1/3 of all plastic waste goes to the environment – a significant part to the seas and oceans. As a fairly shallow sea, with an average depth of 54 metres (compared to an average depth of about 1500 metres in the Mediterranean) and almost completely enclosed, the Baltic is particularly vulnerable to waste. Lost or lost fishing nets, so-called “spectral nets”, are a huge problem.

It is estimated that as a result of storms, collisions, or catching on wrecks underwater, Baltic fishermen lose between 5,000 and 10,000 pieces of nets per year. In the Polish part of the Baltic Sea, such nets can be as high as several hundred tonnes.

Lost nets still do what they were designed to do – they fish. Their fishing capacity remains at the level of 20% for the first six months after being lost, falling to 6% in the following months. With annual catch limits set at the highest possible level, this additional 6% of by-catch can significantly disturb the balance of fish stocks. Spectral nets are also an invisible, deadly trap for marine mammals and birds that dive for food and get entangled in nets.

To illustrate the scale of the problem, the WWF made a documentary film “The Spectrum of the Baltic”. It is a summary of the Marelitt Baltic project, lasting from 2016 to 2019, which aimed to find systemic solutions to the problem of lost fishing nets in the Baltic Sea. Thanks to the joint work of partners from Poland, Sweden, Germany and Estonia, such solutions were created. Their summary, in the form of recommendations for implementation, was collected in the manual “The Baltic Sea Blueprint – A comprehensive action plan for lost fishing nets”.
So far, the WWF Foundation has caught as much as 300 tons of the nets.

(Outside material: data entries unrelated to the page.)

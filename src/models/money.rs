//! 金额运算辅助: 高精度十进制, 末步四舍五入

use bigdecimal::{BigDecimal, RoundingMode};

/// 末步保留 2 位小数 (half-up)
pub fn round2(value: &BigDecimal) -> BigDecimal {
    value.with_scale_round(2, RoundingMode::HalfUp)
}

/// base × rate / 100, 仅在最后一步取整, 避免误差累积
pub fn percent_of(base: &BigDecimal, rate: &BigDecimal) -> BigDecimal {
    round2(&(base * rate / BigDecimal::from(100)))
}

/// 绝对差值
pub fn abs_diff(a: &BigDecimal, b: &BigDecimal) -> BigDecimal {
    (a - b).abs()
}

/// 税额校验容差: min(重算值的 1%, 0.02)
pub fn value_tolerance(recomputed: &BigDecimal) -> BigDecimal {
    let relative = recomputed.abs() / BigDecimal::from(100);
    let cents = cents_tolerance();
    if relative < cents {
        relative
    } else {
        cents
    }
}

/// 固定最小容差 (0.02 货币单位)
pub fn cents_tolerance() -> BigDecimal {
    BigDecimal::new(2.into(), 2)
}

/// 发票级合计容差 (0.01 货币单位, 吸收行级取整)
pub fn totals_tolerance() -> BigDecimal {
    BigDecimal::new(1.into(), 2)
}

/// 两值在容差内视为一致
pub fn within(a: &BigDecimal, b: &BigDecimal, tolerance: &BigDecimal) -> bool {
    abs_diff(a, b) <= *tolerance
}

/// 报表金额格式化 ("10.80" 而非 "10.8")
pub fn fmt_money(value: &BigDecimal) -> String {
    round2(value).to_string()
}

Does the Baltic Sea have a chance to recover?

The year 2020 was to be decisive for the Baltic Sea. Unfortunately, European Union countries have not achieved any of the goals related to the protection of marine ecosystems, which were legally binding on us until 2020. And yet, the EU is more water than land. As one of the main economic forces, we should be a model for action to preserve marine ecosystems. Unfortunately, the opposite is true! We have forgotten that our lives depend on their condition. Let us remember that we have the right and we should demand that those in power protect our precious Baltic ecosystem. We have no time! For a healthy Baltic we must act now!